AKP’NİN YÖNETME ŞANSI SIFIR:
 Biz muhalefetin, sorunları bilen, tartışan ve kendilerine göre çözüm de üreten muhalefetin bir araya gelmesini isteriz. Bizim birinci tercihimiz o zaten. Ama biz ülkenin hükümetsiz kalmasını istemiyoruz. Bakın ülke bu haldeyken, siz bir sonraki seçimi düşünürseniz, doğru yapmamış olursunuz. Bizim sorumluluğumuz var. Ben o sorumluluk içinde hareket ettim. O sorumluluk içinde masaya oturduk biz. Biz bir sonraki seçimde ne olur, onu bilmiyoruz. Türkiye’de herkesin şunu çok iyi bilmesi lazım. AKP’nin tek başına bu ülkeyi yönetme şansı sıfırdır. Başarı sağlama şansı sıfırdır. Herkesin bunu bilmesi lazım. 280 milletvekili çıkarsa dahi sıfırdır. Yönetme erkini kaybetmiştir. (Ahmet HAKAN- Neden? Neden sıfır? Tek başına iktidar olsa niye yapamasın ki?) Şunun için yapamaz, dünyadan soyutlanan bir iktidar var. Meşruiyet tartışması olan bir iktidar var, bir parti var. Kendisini yönetemeyen bir parti var. Kendisini yönetemeyen bir parti Türkiye’yi nasıl yönetecek? Kendi iradesini kullanamayan bir Başbakan, ülkeyi nasıl yönetecek?
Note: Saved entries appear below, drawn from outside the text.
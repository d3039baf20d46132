use std::future::ready;
use std::sync::{Arc, Mutex, MutexGuard};

use rmcp::{
    ErrorData,
    handler::server::{ServerHandler, tool::ToolRouter, wrapper::Parameters},
    model::{
        AnnotateAble, CallToolResult, Implementation, ListResourcesResult, PaginatedRequestParam,
        ProtocolVersion, RawResource, ReadResourceRequestParam, ReadResourceResult,
        ResourceContents, ServerCapabilities, ServerInfo,
    },
    service::{RequestContext, RoleServer},
    tool, tool_handler, tool_router,
};
use schemars::JsonSchema;
use serde::{Deserialize, Serialize};
use serde_json::{Value, json};
use tracing::info;

use crate::app::AppState;
use crate::error::{GENERIC_UPSTREAM_MESSAGE, PlanError};
use crate::links::link_cards;
use crate::metadata::{PKG_NAME, PKG_VERSION};
use crate::render::render_blocks;
use crate::share;
use crate::types::{Plan, PlanRequest};

const HISTORY_URI: &str = "roadtrip://history";
const CURRENT_URI: &str = "roadtrip://current";

#[derive(Clone, Debug, Deserialize, Serialize, JsonSchema)]
pub struct RenderParams {
    /// Markdown-ish itinerary text
    pub content: String,
}

#[derive(Clone, Debug, Deserialize, Serialize, JsonSchema)]
pub struct PlanIdParams {
    pub id: String,
}

#[derive(Clone, Debug, Deserialize, Serialize, JsonSchema)]
#[serde(rename_all = "camelCase")]
pub struct ShareParams {
    /// Plan to share, the current one when omitted
    #[serde(default)]
    pub id: Option<String>,
    #[serde(default)]
    pub base_url: Option<String>,
}

#[derive(Clone, Debug, Deserialize, Serialize, JsonSchema)]
pub struct OpenParams {
    /// Share URL or bare token
    pub input: String,
    /// Also add the plan to history
    #[serde(default)]
    pub save: bool,
}

#[derive(Clone)]
pub struct PlannerHandler {
    state: Arc<Mutex<AppState>>,
    share_base_url: String,
    tool_router: ToolRouter<Self>,
}

impl PlannerHandler {
    pub fn new(state: AppState, share_base_url: impl Into<String>) -> Self {
        Self {
            state: Arc::new(Mutex::new(state)),
            share_base_url: share_base_url.into(),
            tool_router: Self::tool_router(),
        }
    }

    pub fn instructions() -> String {
        "Plans road trips. Call plan_trip with a destination to generate an itinerary \
         grounded in web and map search; generated plans are kept in a history of the ten \
         most recent. Use render_itinerary to turn itinerary text into display blocks and \
         share_plan/open_shared to move plans between users."
            .to_string()
    }

    fn state(&self) -> Result<MutexGuard<'_, AppState>, ErrorData> {
        self.state
            .lock()
            .map_err(|_| ErrorData::internal_error("planner state is unavailable", None))
    }
}

fn plan_json(plan: &Plan) -> Value {
    json!({
        "plan": plan,
        "blocks": render_blocks(&plan.content),
        "links": link_cards(&plan.links),
    })
}

fn summary_json(plan: &Plan) -> Value {
    json!({
        "id": plan.id,
        "title": plan.title(),
        "days": plan.days(),
        "createdAt": plan.created_at.timestamp_millis(),
    })
}

fn history_json(state: &AppState) -> Value {
    let plans: Vec<Value> = state.history().iter().map(summary_json).collect();
    json!({ "plans": plans, "generating": state.in_flight().is_active() })
}

fn not_found(id: &str) -> ErrorData {
    ErrorData::invalid_params(format!("No saved plan with id {id}"), None)
}

#[tool_router]
impl PlannerHandler {
    #[tool(
        name = "plan_trip",
        description = "Generate a road-trip itinerary and save it to history"
    )]
    async fn plan_trip(
        &self,
        Parameters(request): Parameters<PlanRequest>,
    ) -> Result<CallToolResult, ErrorData> {
        let (planner, location, guard) = {
            let mut state = self.state()?;
            let guard = state.in_flight().try_begin();
            let Some(guard) = guard else {
                state.complete(Err(PlanError::Busy));
                return Err(ErrorData::internal_error(PlanError::Busy.user_message(), None));
            };
            (state.planner().clone(), state.location(), guard)
        };

        info!(destination = %request.destination, "plan_trip");
        let result = tokio::task::spawn_blocking(move || planner.submit(request, location))
            .await
            .map_err(|e| ErrorData::internal_error(format!("generation task failed: {e}"), None))?;
        let invalid = matches!(result, Err(PlanError::InvalidRequest(_)));

        let mut state = self.state()?;
        let outcome = match state.complete(result) {
            Some(plan) => Ok(CallToolResult::structured(plan_json(plan))),
            None => {
                let message = state
                    .last_error()
                    .unwrap_or(GENERIC_UPSTREAM_MESSAGE)
                    .to_string();
                if invalid {
                    Err(ErrorData::invalid_params(message, None))
                } else {
                    Err(ErrorData::internal_error(message, None))
                }
            }
        };
        drop(guard);
        outcome
    }

    #[tool(
        name = "render_itinerary",
        description = "Split itinerary text into headings, list items, table rows and paragraphs"
    )]
    fn render_itinerary(
        &self,
        Parameters(params): Parameters<RenderParams>,
    ) -> Result<CallToolResult, ErrorData> {
        Ok(CallToolResult::structured(
            json!({ "blocks": render_blocks(&params.content) }),
        ))
    }

    #[tool(name = "list_history", description = "List saved plans, newest first")]
    fn list_history(&self) -> Result<CallToolResult, ErrorData> {
        let state = self.state()?;
        Ok(CallToolResult::structured(history_json(&state)))
    }

    #[tool(name = "get_plan", description = "Load a saved plan by id")]
    fn get_plan(
        &self,
        Parameters(params): Parameters<PlanIdParams>,
    ) -> Result<CallToolResult, ErrorData> {
        let mut state = self.state()?;
        match state.select(&params.id) {
            Some(plan) => Ok(CallToolResult::structured(plan_json(plan))),
            None => Err(not_found(&params.id)),
        }
    }

    #[tool(name = "delete_plan", description = "Delete a saved plan by id")]
    fn delete_plan(
        &self,
        Parameters(params): Parameters<PlanIdParams>,
    ) -> Result<CallToolResult, ErrorData> {
        let mut state = self.state()?;
        let deleted = state
            .delete(&params.id)
            .map_err(|e| ErrorData::internal_error(e.to_string(), None))?;
        Ok(CallToolResult::structured(json!({ "deleted": deleted })))
    }

    #[tool(name = "clear_history", description = "Delete every saved plan")]
    fn clear_history(&self) -> Result<CallToolResult, ErrorData> {
        let mut state = self.state()?;
        state
            .clear_history()
            .map_err(|e| ErrorData::internal_error(e.to_string(), None))?;
        Ok(CallToolResult::structured(json!({ "cleared": true })))
    }

    #[tool(
        name = "share_plan",
        description = "Build a share link carrying a plan's text and links"
    )]
    fn share_plan(
        &self,
        Parameters(params): Parameters<ShareParams>,
    ) -> Result<CallToolResult, ErrorData> {
        let state = self.state()?;
        let plan = match params.id.as_deref() {
            Some(id) => state.history().get(id).ok_or_else(|| not_found(id))?,
            None => state
                .current()
                .ok_or_else(|| ErrorData::invalid_params("No plan is open", None))?,
        };
        let base = params.base_url.as_deref().unwrap_or(&self.share_base_url);
        let token =
            share::encode(plan).map_err(|e| ErrorData::internal_error(e.to_string(), None))?;
        let url = share::share_url(base, &token)
            .map_err(|e| ErrorData::invalid_params(e.to_string(), None))?;
        Ok(CallToolResult::structured(
            json!({ "id": plan.id, "token": token, "url": url }),
        ))
    }

    #[tool(
        name = "open_shared",
        description = "Open a plan from a share link or token"
    )]
    fn open_shared(
        &self,
        Parameters(params): Parameters<OpenParams>,
    ) -> Result<CallToolResult, ErrorData> {
        let token = share::token_from_input(&params.input)
            .ok_or_else(|| ErrorData::invalid_params("No share token found", None))?;
        let mut state = self.state()?;
        let plan = state
            .open(&token)
            .map_err(|e| ErrorData::invalid_params(format!("Invalid share token: {e}"), None))?
            .clone();
        if params.save {
            state
                .keep(plan.clone())
                .map_err(|e| ErrorData::internal_error(e.to_string(), None))?;
        }
        Ok(CallToolResult::structured(plan_json(&plan)))
    }
}

#[tool_handler(router = self.tool_router)]
impl ServerHandler for PlannerHandler {
    fn get_info(&self) -> ServerInfo {
        ServerInfo {
            protocol_version: ProtocolVersion::V_2024_11_05,
            capabilities: ServerCapabilities::builder()
                .enable_tools()
                .enable_resources()
                .build(),
            server_info: Implementation {
                name: PKG_NAME.to_string(),
                version: PKG_VERSION.to_string(),
                ..Implementation::from_build_env()
            },
            instructions: Some(Self::instructions()),
        }
    }

    fn ping(
        &self,
        _ctx: RequestContext<RoleServer>,
    ) -> impl std::future::Future<Output = Result<(), ErrorData>> + Send {
        ready(Ok(()))
    }

    async fn list_resources(
        &self,
        _req: Option<PaginatedRequestParam>,
        _ctx: RequestContext<RoleServer>,
    ) -> Result<ListResourcesResult, ErrorData> {
        Ok(ListResourcesResult {
            resources: vec![
                RawResource::new(HISTORY_URI, "Trip history").no_annotation(),
                RawResource::new(CURRENT_URI, "Current plan").no_annotation(),
            ],
            next_cursor: None,
        })
    }

    async fn read_resource(
        &self,
        ReadResourceRequestParam { uri }: ReadResourceRequestParam,
        _ctx: RequestContext<RoleServer>,
    ) -> Result<ReadResourceResult, ErrorData> {
        let body = {
            let state = self.state()?;
            match uri.as_str() {
                HISTORY_URI => history_json(&state),
                CURRENT_URI => state.current().map(plan_json).unwrap_or(Value::Null),
                _ => {
                    return Err(ErrorData::resource_not_found(
                        "Unknown resource URI",
                        Some(json!({ "uri": uri })),
                    ));
                }
            }
        };
        Ok(ReadResourceResult {
            contents: vec![ResourceContents::text(body.to_string(), uri)],
        })
    }
}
YÜKSEK PROFİLLİ BİR HÜKÜMET: Biz, Sayın Davutoğlu’na şunu söyledik. Bakınız dedik, bizimle koalisyon kuracaksanız, geldiğinde ilk gün, birinci gün söyledik. Bizimle koalisyon kuracaksanız: Bu hükümetin yüksek profilli bir hükümet olması lazım. Bu var dedim. Sizin ve bizim milletvekili sayımız 390. 4 yıllık bir hükümet olması lazım. Neden? Çünkü ekonomide ciddi sorumlarımız var ve bizim ciddi kararlar almamız lazım. Ecevit hükümetinin düştüğü tehlikeli duruma bizim düşmememiz lazım. Kararlar alırız ama onun semeresini 2 veya 3. Yıldan sonra görürüz. Ortakların birbirine güvenmesi lazım. Dışarıya ve içeriye yeni bir hükümet kuruldu algısını vermemiz lazım. Eskinin devamı değil yeni bir hükümet var artık Türkiye’de. Bu algıyı vermemiz lazım. Üçünde sorun yok ama samimiyet konusunda bizde ciddi sorunlar var. Bunu da söyledim açık ve net. Ondan sonra biz görüşmelere başladık. Bakın 4 yılı biz zaten dillendirdik. Üstelik birinci günde dillendirdik. Son günde dediler ki, 3 ay için bir seçim hükümeti kuralım. Bunu uygun görmedik. 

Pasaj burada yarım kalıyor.